A return to normal is not the goal. Normal hasn’t been working in these communities for decades. Normal has been what has created a system that excludes us. And that is not what we’re looking to recreate.
“It’s been a huge point of community activism and we see a lot of people meandering around the Black Lives Matter mural,” said Lisa Martinez, from Grimshaw Architects, a global firm with offices in New York. “We started to understand how we could program the plaza itself to capitalize on what’s already happening there but also provide community amenities and infrastructure.” ⇒ cont.
Plans for the plaza include a COVID-safe children’s playground, spaces to share community information and a zone for pop-up retail events like Battle’s winter village.
Neighborhoods Now projects often address what community members see as failures of the city bureaucracy.
The city’s Open Storefronts initiative, announced in October, allows retailers to use five feet of sidewalk as selling space outside. But for many business owners, building the infrastructure to comply with city regulations is crushingly expensive. Battle said most businesses in her area can’t participate.

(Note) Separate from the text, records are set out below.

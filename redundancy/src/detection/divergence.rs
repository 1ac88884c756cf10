//! Divergence-based noise detection against a uniform reference distribution.
//!
//! All distance functions take index-aligned distributions: position `i` of both
//! slices must describe the same state. Terms with a zero probability in the
//! weighting distribution contribute nothing.

use serde::{Deserialize, Serialize};

use super::FaultDetector;
use crate::channel::ChannelId;
use crate::error::{RedundancyError, RedundancyResult};
use crate::record::MeasurementRecord;

fn check_aligned(p: &[f64], q: &[f64]) -> RedundancyResult<()> {
    if p.len() != q.len() {
        return Err(RedundancyError::consistency(format!(
            "distributions are not aligned: {} vs {} states",
            p.len(),
            q.len()
        )));
    }
    Ok(())
}

/// `-Σ p ln p`.
pub fn shannon_entropy(p: &[f64]) -> f64 {
    -p.iter().filter(|pi| **pi > 0.0).map(|pi| pi * pi.ln()).sum::<f64>()
}

/// `Σ p ln(p/q)`.
pub fn kl_divergence(p: &[f64], q: &[f64]) -> RedundancyResult<f64> {
    check_aligned(p, q)?;
    Ok(p.iter()
        .zip(q)
        .filter(|(pi, _)| **pi > 0.0)
        .map(|(pi, qi)| pi * (pi / qi).ln())
        .sum())
}

/// `-Σ p ln q`.
pub fn cross_entropy(p: &[f64], q: &[f64]) -> RedundancyResult<f64> {
    check_aligned(p, q)?;
    Ok(-p
        .iter()
        .zip(q)
        .filter(|(pi, _)| **pi > 0.0)
        .map(|(pi, qi)| pi * qi.ln())
        .sum::<f64>())
}

/// `½ KL(p‖m) + ½ KL(q‖m)` with `m = (p + q) / 2`.
pub fn jensen_shannon(p: &[f64], q: &[f64]) -> RedundancyResult<f64> {
    check_aligned(p, q)?;
    let m: Vec<f64> = p.iter().zip(q).map(|(pi, qi)| (pi + qi) / 2.0).collect();
    Ok(0.5 * kl_divergence(p, &m)? + 0.5 * kl_divergence(q, &m)?)
}

/// `-ln Σ √(p q)`.
pub fn bhattacharyya(p: &[f64], q: &[f64]) -> RedundancyResult<f64> {
    check_aligned(p, q)?;
    let bc: f64 = p.iter().zip(q).map(|(pi, qi)| (pi * qi).sqrt()).sum();
    Ok(-bc.ln())
}

/// `√(½ Σ (√p - √q)²)`, in `[0, 1]`.
pub fn hellinger(p: &[f64], q: &[f64]) -> RedundancyResult<f64> {
    check_aligned(p, q)?;
    let sum: f64 = p
        .iter()
        .zip(q)
        .map(|(pi, qi)| (pi.sqrt() - qi.sqrt()).powi(2))
        .sum();
    Ok((sum / 2.0).sqrt())
}

/// Uniform distribution over `n` states.
pub fn uniform_reference(n: usize) -> Vec<f64> {
    if n == 0 {
        return Vec::new();
    }
    vec![1.0 / n as f64; n]
}

/// Distance used to compare a record against the uniform reference.
#[derive(Debug, Clone, Copy, PartialEq, Eq, Hash, Serialize, Deserialize)]
#[serde(rename_all = "snake_case")]
pub enum Divergence {
    /// Entropy of the record itself; the reference is ignored.
    ShannonEntropy,
    KlDivergence,
    CrossEntropy,
    JensenShannon,
    Bhattacharyya,
    Hellinger,
}

impl Divergence {
    pub fn all() -> &'static [Divergence] {
        &[
            Divergence::ShannonEntropy,
            Divergence::KlDivergence,
            Divergence::CrossEntropy,
            Divergence::JensenShannon,
            Divergence::Bhattacharyya,
            Divergence::Hellinger,
        ]
    }

    pub fn compute(&self, p: &[f64], q: &[f64]) -> RedundancyResult<f64> {
        match self {
            Self::ShannonEntropy => {
                check_aligned(p, q)?;
                Ok(shannon_entropy(p))
            }
            Self::KlDivergence => kl_divergence(p, q),
            Self::CrossEntropy => cross_entropy(p, q),
            Self::JensenShannon => jensen_shannon(p, q),
            Self::Bhattacharyya => bhattacharyya(p, q),
            Self::Hellinger => hellinger(p, q),
        }
    }
}

impl std::fmt::Display for Divergence {
    fn fmt(&self, f: &mut std::fmt::Formatter<'_>) -> std::fmt::Result {
        match self {
            Self::ShannonEntropy => write!(f, "shannon_entropy"),
            Self::KlDivergence => write!(f, "kl_divergence"),
            Self::CrossEntropy => write!(f, "cross_entropy"),
            Self::JensenShannon => write!(f, "jensen_shannon"),
            Self::Bhattacharyya => write!(f, "bhattacharyya"),
            Self::Hellinger => write!(f, "hellinger"),
        }
    }
}

/// Rejects a record whose closeness to uniform falls below `threshold`.
#[derive(Debug, Clone, Copy, PartialEq, Serialize, Deserialize)]
pub struct DivergenceDetector {
    pub divergence: Divergence,
    pub threshold: f64,
}

impl DivergenceDetector {
    pub fn new(divergence: Divergence, threshold: f64) -> Self {
        Self {
            divergence,
            threshold,
        }
    }

    pub fn shannon_entropy(threshold: f64) -> Self {
        Self::new(Divergence::ShannonEntropy, threshold)
    }

    pub fn kl_divergence(threshold: f64) -> Self {
        Self::new(Divergence::KlDivergence, threshold)
    }

    pub fn cross_entropy(threshold: f64) -> Self {
        Self::new(Divergence::CrossEntropy, threshold)
    }

    pub fn jensen_shannon(threshold: f64) -> Self {
        Self::new(Divergence::JensenShannon, threshold)
    }

    pub fn bhattacharyya(threshold: f64) -> Self {
        Self::new(Divergence::Bhattacharyya, threshold)
    }

    pub fn hellinger(threshold: f64) -> Self {
        Self::new(Divergence::Hellinger, threshold)
    }

    /// Distance between `record` and the uniform distribution over its states.
    pub fn closeness(&self, record: &MeasurementRecord) -> RedundancyResult<f64> {
        let p = record.probabilities();
        let q = uniform_reference(p.len());
        self.divergence.compute(&p, &q)
    }

    pub fn reject(&self, record: &MeasurementRecord) -> RedundancyResult<bool> {
        Ok(self.closeness(record)? < self.threshold)
    }

    pub fn accept(&self, record: &MeasurementRecord) -> RedundancyResult<bool> {
        Ok(!self.reject(record)?)
    }
}

impl FaultDetector for DivergenceDetector {
    fn is_faulty(
        &self,
        primary: &ChannelId,
        records: &[MeasurementRecord],
    ) -> RedundancyResult<bool> {
        let record = records.iter().find(|r| r.is_from(primary)).ok_or_else(|| {
            RedundancyError::consistency(format!(
                "divergence detector has no record from primary channel {}",
                primary
            ))
        })?;
        self.reject(record)
    }
}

“It’s a little too late,” she said. “If they had Open Storefronts in the summer, more would have participated. A lot can’t participate because they’re late on rent.”
With input from Battle, Moody Nolan—the largest Black-owned and -managed architecture firm in the U.S.—quickly drafted an alternative plan. The holiday market included a socially distanced Santa booth and pop-up stations that accommodated rotating businesses every weekend. Neighborhoods Now helped secure funds for materials and building costs.
By tapping private creative organizations to provide community-driven solutions, Neighborhoods Now has the freedom to work on hyper-localized projects.
It was our hope that the connections made are meaningful. With some of the connections made, the projects will continue after.
“The nature of government isn’t bespoke,” said Luke Hayman of Pentagram, which describes itself as the world’s largest independent design consultancy. The firm is working with the 82nd Street Partnership in Jackson Heights, Queens. “It can’t tailor to the needs of specific neighborhoods.”
in Jackson Heights, one of the world’s most culturally diverse neighborhoods, as many as 167 languages are spoken. Pentagram created a series of playful COVID-19 safety posters in Arabic, Bengali, English and Spanish, as well as posters with blank speech bubbles that business owners can customize for their clientele.
“We could have done all the translations,” Hayman said. “But this way, business owners can speak with their own voice.”
For Leslie Ramos, executive director of the 82nd Street Partnership, it was important that Neighborhood Now firms start with trying to understand the needs of the neighborhood and not parachute in with ideas that would alienate the community.
Building trust between the outside groups and small businesses, many immigrant-run, was a slow process. But Ramos said the firms were culturally sensitive and ready to adapt to working with business owners who are fighting to survive.
“This kind of project helps them in the way they do their business,” she said. “They know how to make food but maybe they don’t know how to interpret the city’s rules for outdoor seating.”
Many Neighborhoods Now projects are prototypes that can be accessed on its website as a part of a “Digital Toolkit” for other designers and community groups to reference.
This resource—as well as the connections forged within a coalition of small businesses, architects, lawyers, advocacy groups and a range of professionals—may become the most enduring element of the project.
“It was our hope that the connections made are meaningful,” said Deborah Marton, executive director of the Van Alen Institute. “With some of the connections made, the projects will continue after.”
Barika Williams, executive director of the Association for Neighborhood and Housing Development, helped connect Neighborhoods Now to community groups early on. At the virtual kickoff event in June, Williams stressed that projects must be forward-thinking.
“A return to normal is not the goal,” she said. “Normal hasn’t been working in these communities for decades. Normal has been what has created a system that excludes us. And that is not what we’re looking to recreate.”